Provided records
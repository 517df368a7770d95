use std::path::PathBuf;
use std::time::Duration;
use tokio::time::{sleep, timeout, Instant};

use crate::automation::adapter::SiteAdapter;
use crate::automation::locator::{ElementHandle, Locator, ProfileField};
use crate::automation::screenshot::ScreenshotStore;
use crate::automation::session::{BrowserSession, SessionError};
use crate::models::automation::SiteAdapterResult;
use crate::models::task::{ApplicantProfile, LogEntry};

/// Upper bound on "continue"/"next" clicks in a multi-step form.
pub const MAX_ADVANCE_STEPS: usize = 5;

/// Fixed waits and polling bounds of one apply run.
#[derive(Debug, Clone, Copy)]
pub struct EngineTimeouts {
    pub navigation: Duration,
    /// Wait after each action for client-side rendering.
    pub settle: Duration,
    pub upload_settle: Duration,
    pub entry: Duration,
    pub field: Duration,
    pub upload: Duration,
    pub step: Duration,
    pub submit: Duration,
    pub screenshot: Duration,
    pub poll_interval: Duration,
    /// Whole-run budget; exhausting it fails the task.
    pub budget: Duration,
}

impl Default for EngineTimeouts {
    fn default() -> Self {
        Self {
            navigation: Duration::from_secs(30),
            settle: Duration::from_secs(2),
            upload_settle: Duration::from_secs(1),
            entry: Duration::from_secs(5),
            field: Duration::from_secs(1),
            upload: Duration::from_secs(3),
            step: Duration::from_secs(2),
            submit: Duration::from_secs(3),
            screenshot: Duration::from_secs(10),
            poll_interval: Duration::from_millis(250),
            budget: Duration::from_secs(90),
        }
    }
}

/// Everything the engine needs to fill one application.
#[derive(Debug, Clone)]
pub struct ApplyRequest {
    pub target_url: String,
    pub profile: ApplicantProfile,
    pub resume_path: Option<PathBuf>,
    pub cover_letter: Option<String>,
}

#[derive(Debug, thiserror::Error)]
pub enum EngineError {
    #[error("{0}")]
    Navigation(SessionError),

    #[error("{control} control not found (tried {tried})")]
    ElementNotFound { control: &'static str, tried: String },

    #[error("task budget of {}s exhausted (timed out)", .0.as_secs())]
    BudgetExhausted(Duration),

    #[error(transparent)]
    Session(#[from] SessionError),
}

/// Drives a browser session through the apply state machine:
/// open, locate entry, fill, attach resume, advance, submit.
///
/// `run` never returns an error: every failure is folded into a failed
/// [`SiteAdapterResult`] with the message, the log so far and a best-effort
/// screenshot.
#[derive(Debug, Clone)]
pub struct InteractionEngine {
    timeouts: EngineTimeouts,
    screenshots: ScreenshotStore,
}

/// Mutable state of one run.
#[derive(Default)]
struct RunLog {
    logs: Vec<LogEntry>,
    screenshot_ref: Option<String>,
}

impl RunLog {
    fn info(&mut self, message: impl Into<String>) {
        self.logs.push(LogEntry::info(message));
    }

    fn error(&mut self, message: impl Into<String>) {
        self.logs.push(LogEntry::error(message));
    }
}

impl InteractionEngine {
    pub fn new(timeouts: EngineTimeouts, screenshots: ScreenshotStore) -> Self {
        Self {
            timeouts,
            screenshots,
        }
    }

    pub fn timeouts(&self) -> &EngineTimeouts {
        &self.timeouts
    }

    pub async fn run(
        &self,
        adapter: &SiteAdapter,
        session: &mut dyn BrowserSession,
        request: &ApplyRequest,
    ) -> SiteAdapterResult {
        let started = Instant::now();
        let mut run = RunLog::default();

        tracing::info!(
            adapter = adapter.name,
            url = %request.target_url,
            "Starting application run"
        );

        let driven = timeout(
            self.timeouts.budget,
            self.drive(adapter, &mut *session, request, &mut run),
        )
        .await;

        let error = match driven {
            Ok(Ok(())) => {
                tracing::info!(
                    adapter = adapter.name,
                    elapsed_ms = started.elapsed().as_millis() as u64,
                    manual_review = adapter.requires_manual_review,
                    "Application run succeeded"
                );
                return SiteAdapterResult {
                    success: true,
                    logs: run.logs,
                    screenshot_ref: run.screenshot_ref,
                    error: None,
                    requires_manual_review: adapter.requires_manual_review,
                };
            }
            Ok(Err(e)) => e,
            Err(_) => EngineError::BudgetExhausted(self.timeouts.budget),
        };

        let message = error.to_string();
        tracing::warn!(
            adapter = adapter.name,
            url = %request.target_url,
            error = %message,
            "Application run failed"
        );

        if run.screenshot_ref.is_none() {
            run.screenshot_ref = self.capture(session, &mut run).await;
        }
        run.error(format!("{} application failed: {}", adapter.name, message));

        SiteAdapterResult {
            success: false,
            logs: run.logs,
            screenshot_ref: run.screenshot_ref,
            error: Some(message),
            requires_manual_review: false,
        }
    }

    async fn drive(
        &self,
        adapter: &SiteAdapter,
        session: &mut dyn BrowserSession,
        request: &ApplyRequest,
        run: &mut RunLog,
    ) -> Result<(), EngineError> {
        // Open
        run.info(format!("Navigating to {}", request.target_url));
        let navigation = self.timeouts.navigation;
        match timeout(navigation, session.goto(&request.target_url, navigation)).await {
            Ok(Ok(())) => {}
            Ok(Err(e)) => return Err(EngineError::Navigation(e)),
            Err(_) => {
                return Err(EngineError::Navigation(SessionError::NavigationTimeout {
                    url: request.target_url.clone(),
                    timeout: navigation,
                }))
            }
        }
        sleep(self.timeouts.settle).await;

        if adapter.requires_manual_review {
            return self.drive_unconfirmed(adapter, session, request, run).await;
        }

        run.info(format!("Detected {} - starting application", adapter.name));

        // Locate-Entry
        if !adapter.entry.is_empty() {
            match self.wait_visible(session, adapter.entry, self.timeouts.entry).await? {
                Some((locator, handle)) => {
                    session.click(&handle).await?;
                    run.info(format!("Clicked {locator}"));
                    sleep(self.timeouts.settle).await;
                }
                None => {
                    return Err(EngineError::ElementNotFound {
                        control: "entry",
                        tried: describe(adapter.entry),
                    })
                }
            }
        }

        self.fill_fields(adapter, session, request, run).await;
        self.attach_resume(adapter, session, request, run).await;

        if adapter.multi_step {
            self.advance(adapter, session, run).await?;
        }

        // Submit
        match self.wait_visible(session, adapter.submit, self.timeouts.submit).await? {
            Some((_, handle)) => {
                // Capture before clicking; the click may navigate away.
                run.screenshot_ref = self.capture(session, run).await;
                session.click(&handle).await?;
                run.info("Submitted application");
                sleep(self.timeouts.settle).await;
                Ok(())
            }
            None => Err(EngineError::ElementNotFound {
                control: "submit",
                tried: describe(adapter.submit),
            }),
        }
    }

    /// Fallback flow for pages nothing is known about: fill what can be
    /// found, keep evidence, and leave confirmation to a human.
    async fn drive_unconfirmed(
        &self,
        adapter: &SiteAdapter,
        session: &mut dyn BrowserSession,
        request: &ApplyRequest,
        run: &mut RunLog,
    ) -> Result<(), EngineError> {
        run.info("Using generic application approach");
        self.fill_fields(adapter, session, request, run).await;
        self.attach_resume(adapter, session, request, run).await;
        run.screenshot_ref = self.capture(session, run).await;
        run.info("Generic application completed (manual verification needed)");
        Ok(())
    }

    /// Best-effort: a field with no visible candidate is skipped.
    async fn fill_fields(
        &self,
        adapter: &SiteAdapter,
        session: &mut dyn BrowserSession,
        request: &ApplyRequest,
        run: &mut RunLog,
    ) {
        for spec in adapter.fields {
            let label = spec.field.label();
            let value = profile_value(&request.profile, spec.field);
            if value.trim().is_empty() {
                run.info(format!("Skipped {label}: no value in profile"));
                continue;
            }
            self.fill_one(session, label, spec.candidates, value, run).await;
        }

        if let Some(letter) = request.cover_letter.as_deref().filter(|l| !l.trim().is_empty()) {
            self.fill_one(session, "cover letter", adapter.cover_letter, letter, run)
                .await;
        }
    }

    async fn fill_one(
        &self,
        session: &mut dyn BrowserSession,
        label: &str,
        candidates: &[Locator],
        value: &str,
        run: &mut RunLog,
    ) {
        match self.wait_visible(session, candidates, self.timeouts.field).await {
            Ok(Some((locator, handle))) => match session.fill(&handle, value).await {
                Ok(()) => run.info(format!("Filled {label} ({locator})")),
                Err(e) => run.info(format!("Could not fill {label} ({locator}): {e}")),
            },
            Ok(None) => run.info(format!("No visible {label} field, skipped")),
            Err(e) => run.info(format!("Lookup of {label} field failed, skipped: {e}")),
        }
    }

    async fn attach_resume(
        &self,
        adapter: &SiteAdapter,
        session: &mut dyn BrowserSession,
        request: &ApplyRequest,
        run: &mut RunLog,
    ) {
        let Some(path) = request.resume_path.as_deref() else {
            return;
        };

        match self.wait_visible(session, adapter.file_input, self.timeouts.upload).await {
            Ok(Some((_, handle))) => match session.attach_file(&handle, path).await {
                Ok(()) => {
                    run.info("Uploaded resume");
                    sleep(self.timeouts.upload_settle).await;
                }
                Err(e) => run.error(format!("Resume upload failed: {e}")),
            },
            Ok(None) => run.info("No visible resume upload field, skipped"),
            Err(e) => run.error(format!("Resume upload field lookup failed: {e}")),
        }
    }

    async fn advance(
        &self,
        adapter: &SiteAdapter,
        session: &mut dyn BrowserSession,
        run: &mut RunLog,
    ) -> Result<(), EngineError> {
        for step in 1..=MAX_ADVANCE_STEPS {
            let Some((locator, handle)) = self
                .wait_visible(session, adapter.continue_controls, self.timeouts.step)
                .await?
            else {
                break;
            };
            session.click(&handle).await?;
            run.info(format!("Clicked {locator} (step {step})"));
            sleep(self.timeouts.settle).await;
        }
        Ok(())
    }

    /// Poll the candidates in order until one is visible or `bound` elapses.
    /// At least one lookup round always runs.
    async fn wait_visible(
        &self,
        session: &mut dyn BrowserSession,
        candidates: &[Locator],
        bound: Duration,
    ) -> Result<Option<(Locator, ElementHandle)>, EngineError> {
        if candidates.is_empty() {
            return Ok(None);
        }

        let deadline = Instant::now() + bound;
        loop {
            for locator in candidates {
                let remaining = deadline.saturating_duration_since(Instant::now());
                match timeout(remaining, session.find_visible(locator)).await {
                    Ok(Ok(Some(handle))) => return Ok(Some((*locator, handle))),
                    Ok(Ok(None)) => {}
                    Ok(Err(e)) => return Err(e.into()),
                    Err(_) => return Ok(None),
                }
            }

            let now = Instant::now();
            if now >= deadline {
                return Ok(None);
            }
            sleep(self.timeouts.poll_interval.min(deadline - now)).await;
        }
    }

    async fn capture(&self, session: &mut dyn BrowserSession, run: &mut RunLog) -> Option<String> {
        let png = match timeout(self.timeouts.screenshot, session.screenshot()).await {
            Ok(Ok(png)) => png,
            Ok(Err(e)) => {
                tracing::warn!(error = %e, "Screenshot capture failed");
                run.info(format!("Screenshot unavailable: {e}"));
                return None;
            }
            Err(_) => {
                run.info("Screenshot unavailable: capture timed out");
                return None;
            }
        };

        match self.screenshots.save(&png).await {
            Ok(reference) => {
                run.info(format!("Saved screenshot {reference}"));
                Some(reference)
            }
            Err(e) => {
                tracing::warn!(error = %e, "Screenshot could not be written");
                run.info(format!("Screenshot unavailable: {e}"));
                None
            }
        }
    }
}

fn profile_value(profile: &ApplicantProfile, field: ProfileField) -> &str {
    match field {
        ProfileField::FirstName => &profile.first_name,
        ProfileField::LastName => &profile.last_name,
        ProfileField::Email => &profile.email,
        ProfileField::Phone => &profile.phone,
    }
}

fn describe(locators: &[Locator]) -> String {
    locators
        .iter()
        .map(ToString::to_string)
        .collect::<Vec<_>>()
        .join(", ")
}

Work order
Copy each line from the entries above that has the word "spec" in it.

Task answer
        for spec in adapter.fields {
            let label = spec.field.label();
            let value = profile_value(&request.profile, spec.field);
            self.fill_one(session, label, spec.candidates, value, run).await;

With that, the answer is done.